In some embodiments, an optional vapor sidestream 111 from a lower portion of first column 104, which may be enriched in ethyl acetate as compared to first residue 113, may be withdrawn and returned to vaporizer 107. Optional vapor sidestream 111 may be withdrawn as a liquid or vapor and is preferably not reboiled in first column 104. Optional vapor sidestream 111 may provide energy necessary to drive vaporization in vaporizer 107 and thus reduce or eliminate the need for a reboiler.

The temperature of first column 104 at atmospheric pressure may vary. In one embodiment, the first residue exiting in line 113 preferably is at a temperature from 90° C. to 160° C., e.g., from 95° C. to 145° C. or from 100° C. to 140° C. The temperature of the first distillate exiting in line 112 preferably is from 60° C. to 125° C., e.g., from 85° C. to 110° C. or from 90° C. to 105° C. Column 104 may operate at an increased pressure, i.e., greater than atmospheric pressure. The pressure of column 104 may range from 105 to 510 kPa, from 110 to 475 kPa or from 120 to 375 kPa.

Exemplary components of the first distillate, and residue compositions for first column 104 are provided in Table 2 below. It should also be understood that the overhead stream and residue may also contain other components, not listed, such as components derived from the feed. For convenience, the residue of the first column may also be referred to as the “first residue.” The distillates or residues of the other columns may be referred to with similar numeric modifiers (second, third, etc.) in order to distinguish them from one another, but such modifiers should not be construed as requiring any particular separation order.

TABLE 2
FIRST COLUMN 104
	Conc. (wt. %)	Conc. (wt. %)	Conc. (wt. %)
First Distillate
Ethyl Acetate	50 to 99.5	60 to 95	75 to 90
Water	1 to 50	1 to 20	3 to 15
Ethanol	0.01 to 10	0.01 to 5	0.5 to 4
Acetic Acid	<0.5	<0.02	<0.01
First Residue
Acetic Acid	50 to 99.5	60 to 95	75 to 90
Ethyl Acetate	0.01 to 20	0.5 to 15	1 to 10
Water	0.01 to 15	0.5 to 12	1 to 10
Ethanol	0.001 to 5	0.001 to 3	0.01 to 2

In another embodiment, the esterification may be carried in the liquid phase as described in U.S. Pat. Nos. 6,768,021, 6,765,110, and 4,481,146, the entire contents and disclosures of which are hereby incorporated by reference.

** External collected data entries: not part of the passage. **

//! Proportional Owner Distribution
//!
//! The receiver computation shared by Send To Owners and the fee
//! distribution: split an amount across all holders of a property in
//! proportion to their holdings, flooring each share; whatever the floors
//! leave over stays with the distributor.

use crate::tally::TallyMap;
use crate::types::{Address, Amount, PropertyId};

/// Compute the receivers of a proportional distribution.
///
/// Holders are every address with a positive total of `property` except the
/// sender. Each receives `floor(amount * balance / total_held)`; zero shares
/// are dropped. Output is address-ordered, which makes downstream records
/// and the consensus hash deterministic.
pub fn distribution_receivers(
    tally: &TallyMap,
    property: PropertyId,
    sender: &Address,
    amount: Amount,
) -> Vec<(Address, Amount)> {
    debug_assert!(amount > 0);

    let holders: Vec<(Address, Amount)> = tally
        .holders(property)
        .into_iter()
        .filter(|(addr, _)| addr != sender)
        .map(|(addr, t)| (addr, t.total()))
        .collect();

    let total_held: i128 = holders.iter().map(|(_, held)| i128::from(*held)).sum();
    if total_held == 0 {
        return Vec::new();
    }

    holders
        .into_iter()
        .filter_map(|(addr, held)| {
            let share = i128::from(amount) * i128::from(held) / total_held;
            if share > 0 {
                Some((addr, share as Amount))
            } else {
                None
            }
        })
        .collect()
}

First distillate in line 112 from the vapor esterification in FIG. 1 may be biphasically separated in an overhead decanter 120. In some optional embodiments, a multi-stage extraction may be used. After esterification, the resulting vapors, e.g., esterification product, are collected at the top of the column as the first distillate and condensed. Condensing the first distillate may cause phase separation into a low density or lighter phase that is an organic phase rich in ethyl acetate and a more dense or heavier phase that is an aqueous phase rich in water. To further effectuate phasing, decanter 120 may be maintained a temperature from 0 to 40° C. In another embodiment, water may be added to decanter 120 to enhance phase separation via optional line 121. The optional water added to decanter 120 extracts ethanol from the organic phase thereby decreasing the water concentration in the organic phase. In other embodiments, the esterification product in the first distillate may have molar ratio of ethanol to ethyl acetate from 1:5 to 1:1.1, e.g., from 1:3 to 1:1.4, or from 1:2 to 1:1.25. A suitable molar ratio of ethanol to ethyl acetate to provide phasing may be 1.1:1.25. The low molar ratio of ethanol to ethyl acetate may also affect phasing. In addition, the low molar ratio of ethanol may also reduce the ethanol concentration in the organic phase and thus also reduce the water concentration in the organic phase.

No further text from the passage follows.